- DIRECTIONS FOR THIS TASK: Set out exactly, line by line, the stretch of data below that begins at the line containing "restarts — a" and ends at the line containing "use crate::balance::AccountType;", with both ends kept.

- SOURCE DATA:
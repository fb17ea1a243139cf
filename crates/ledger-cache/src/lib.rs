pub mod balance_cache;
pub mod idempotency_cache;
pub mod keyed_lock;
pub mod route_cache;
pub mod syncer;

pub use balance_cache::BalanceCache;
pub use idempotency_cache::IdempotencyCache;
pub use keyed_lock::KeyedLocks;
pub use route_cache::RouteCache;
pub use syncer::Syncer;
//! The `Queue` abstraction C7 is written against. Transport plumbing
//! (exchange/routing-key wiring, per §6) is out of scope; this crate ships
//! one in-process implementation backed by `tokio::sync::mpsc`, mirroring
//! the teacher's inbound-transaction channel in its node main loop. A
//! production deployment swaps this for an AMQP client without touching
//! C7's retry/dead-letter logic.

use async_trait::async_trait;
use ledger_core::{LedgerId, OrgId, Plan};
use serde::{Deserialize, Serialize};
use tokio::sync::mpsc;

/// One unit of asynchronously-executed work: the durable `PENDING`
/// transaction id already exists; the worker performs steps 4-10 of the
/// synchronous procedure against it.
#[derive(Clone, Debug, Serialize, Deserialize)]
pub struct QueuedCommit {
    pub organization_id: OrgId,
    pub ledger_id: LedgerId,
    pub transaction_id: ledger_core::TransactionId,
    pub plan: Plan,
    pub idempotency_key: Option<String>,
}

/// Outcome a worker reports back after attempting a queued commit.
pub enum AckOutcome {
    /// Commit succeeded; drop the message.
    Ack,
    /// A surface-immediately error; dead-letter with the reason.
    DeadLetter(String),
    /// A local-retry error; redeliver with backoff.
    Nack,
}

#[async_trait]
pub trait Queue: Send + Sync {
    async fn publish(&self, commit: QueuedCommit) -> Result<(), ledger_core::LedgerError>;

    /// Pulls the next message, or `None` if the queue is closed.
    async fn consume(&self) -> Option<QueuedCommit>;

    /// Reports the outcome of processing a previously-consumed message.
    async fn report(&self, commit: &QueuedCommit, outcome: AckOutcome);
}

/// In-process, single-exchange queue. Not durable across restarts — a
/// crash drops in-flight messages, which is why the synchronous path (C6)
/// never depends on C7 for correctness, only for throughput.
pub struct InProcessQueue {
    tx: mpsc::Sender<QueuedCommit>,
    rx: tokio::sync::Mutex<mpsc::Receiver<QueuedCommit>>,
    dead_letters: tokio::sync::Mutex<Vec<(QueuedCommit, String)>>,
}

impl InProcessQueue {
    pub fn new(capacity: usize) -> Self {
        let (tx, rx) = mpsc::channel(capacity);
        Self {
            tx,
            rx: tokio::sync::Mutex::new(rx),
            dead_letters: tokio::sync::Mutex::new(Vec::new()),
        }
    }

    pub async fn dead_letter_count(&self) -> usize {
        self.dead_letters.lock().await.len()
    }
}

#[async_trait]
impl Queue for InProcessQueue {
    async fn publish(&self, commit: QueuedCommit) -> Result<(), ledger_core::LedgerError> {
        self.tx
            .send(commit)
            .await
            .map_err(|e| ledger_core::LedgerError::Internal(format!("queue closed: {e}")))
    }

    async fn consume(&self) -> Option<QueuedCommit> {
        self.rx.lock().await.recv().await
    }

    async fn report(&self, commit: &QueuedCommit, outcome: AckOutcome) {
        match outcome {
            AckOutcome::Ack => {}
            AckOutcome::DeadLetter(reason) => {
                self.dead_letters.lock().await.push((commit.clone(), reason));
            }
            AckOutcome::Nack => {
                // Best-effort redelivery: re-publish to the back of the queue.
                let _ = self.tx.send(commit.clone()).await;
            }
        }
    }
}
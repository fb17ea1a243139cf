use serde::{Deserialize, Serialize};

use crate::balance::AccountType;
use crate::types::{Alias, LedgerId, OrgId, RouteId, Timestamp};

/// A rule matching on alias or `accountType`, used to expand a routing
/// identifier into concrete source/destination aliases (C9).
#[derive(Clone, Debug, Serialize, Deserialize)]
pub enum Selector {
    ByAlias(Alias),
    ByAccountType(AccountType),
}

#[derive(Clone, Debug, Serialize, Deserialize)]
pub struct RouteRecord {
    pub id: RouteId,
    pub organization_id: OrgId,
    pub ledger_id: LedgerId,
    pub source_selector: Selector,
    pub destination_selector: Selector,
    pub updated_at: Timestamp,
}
--
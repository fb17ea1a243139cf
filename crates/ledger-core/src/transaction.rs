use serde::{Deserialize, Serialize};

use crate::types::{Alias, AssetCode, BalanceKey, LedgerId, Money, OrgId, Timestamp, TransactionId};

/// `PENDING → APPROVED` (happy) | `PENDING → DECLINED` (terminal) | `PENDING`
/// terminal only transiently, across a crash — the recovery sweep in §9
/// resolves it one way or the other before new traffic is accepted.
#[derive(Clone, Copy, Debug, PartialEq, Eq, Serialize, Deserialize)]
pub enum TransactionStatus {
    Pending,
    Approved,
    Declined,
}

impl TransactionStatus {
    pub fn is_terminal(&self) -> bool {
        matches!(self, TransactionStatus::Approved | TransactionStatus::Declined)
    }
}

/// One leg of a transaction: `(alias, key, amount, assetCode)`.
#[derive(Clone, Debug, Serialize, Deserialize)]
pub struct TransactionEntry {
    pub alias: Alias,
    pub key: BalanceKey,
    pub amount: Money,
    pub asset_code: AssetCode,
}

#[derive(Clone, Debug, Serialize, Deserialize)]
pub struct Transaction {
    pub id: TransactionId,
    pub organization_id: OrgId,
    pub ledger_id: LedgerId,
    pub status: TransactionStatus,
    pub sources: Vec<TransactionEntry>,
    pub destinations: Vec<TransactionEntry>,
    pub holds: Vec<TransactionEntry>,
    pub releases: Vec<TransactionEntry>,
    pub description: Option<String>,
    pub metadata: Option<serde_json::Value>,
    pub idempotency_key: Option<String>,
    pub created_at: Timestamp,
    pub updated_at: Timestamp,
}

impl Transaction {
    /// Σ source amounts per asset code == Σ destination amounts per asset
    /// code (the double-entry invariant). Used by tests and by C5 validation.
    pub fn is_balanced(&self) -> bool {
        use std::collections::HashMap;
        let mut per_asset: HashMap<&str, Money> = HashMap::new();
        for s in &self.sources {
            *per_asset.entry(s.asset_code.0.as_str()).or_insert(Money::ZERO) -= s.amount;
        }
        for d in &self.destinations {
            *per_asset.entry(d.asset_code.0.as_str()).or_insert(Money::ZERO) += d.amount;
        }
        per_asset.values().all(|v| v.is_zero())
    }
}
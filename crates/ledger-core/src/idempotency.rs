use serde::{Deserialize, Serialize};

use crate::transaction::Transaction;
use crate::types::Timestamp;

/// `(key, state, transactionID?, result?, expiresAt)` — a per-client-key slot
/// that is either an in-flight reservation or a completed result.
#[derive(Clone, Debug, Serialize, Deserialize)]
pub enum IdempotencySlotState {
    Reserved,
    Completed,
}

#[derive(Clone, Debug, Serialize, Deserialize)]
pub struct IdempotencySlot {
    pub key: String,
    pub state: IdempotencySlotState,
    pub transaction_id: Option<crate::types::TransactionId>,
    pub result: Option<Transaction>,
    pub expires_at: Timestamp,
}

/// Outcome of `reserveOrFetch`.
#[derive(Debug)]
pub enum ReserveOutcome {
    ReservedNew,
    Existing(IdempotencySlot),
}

- OUTPUT FOR THIS TASK:
/// In-process, single-exchange queue. Not durable across restarts — a
/// crash drops in-flight messages, which is why the synchronous path (C6)
/// never depends on C7 for correctness, only for throughput.
pub struct InProcessQueue {
    tx: mpsc::Sender<QueuedCommit>,
    rx: tokio::sync::Mutex<mpsc::Receiver<QueuedCommit>>,
    dead_letters: tokio::sync::Mutex<Vec<(QueuedCommit, String)>>,
}

impl InProcessQueue {
    pub fn new(capacity: usize) -> Self {
        let (tx, rx) = mpsc::channel(capacity);
        Self {
            tx,
            rx: tokio::sync::Mutex::new(rx),
            dead_letters: tokio::sync::Mutex::new(Vec::new()),
        }
    }

    pub async fn dead_letter_count(&self) -> usize {
        self.dead_letters.lock().await.len()
    }
}

#[async_trait]
impl Queue for InProcessQueue {
    async fn publish(&self, commit: QueuedCommit) -> Result<(), ledger_core::LedgerError> {
        self.tx
            .send(commit)
            .await
            .map_err(|e| ledger_core::LedgerError::Internal(format!("queue closed: {e}")))
    }

    async fn consume(&self) -> Option<QueuedCommit> {
        self.rx.lock().await.recv().await
    }

    async fn report(&self, commit: &QueuedCommit, outcome: AckOutcome) {
        match outcome {
            AckOutcome::Ack => {}
            AckOutcome::DeadLetter(reason) => {
                self.dead_letters.lock().await.push((commit.clone(), reason));
            }
            AckOutcome::Nack => {
                // Best-effort redelivery: re-publish to the back of the queue.
                let _ = self.tx.send(commit.clone()).await;
            }
        }
    }
}
repository fb17ea1a243139cf
use serde::{Deserialize, Serialize};

use crate::balance::AccountType;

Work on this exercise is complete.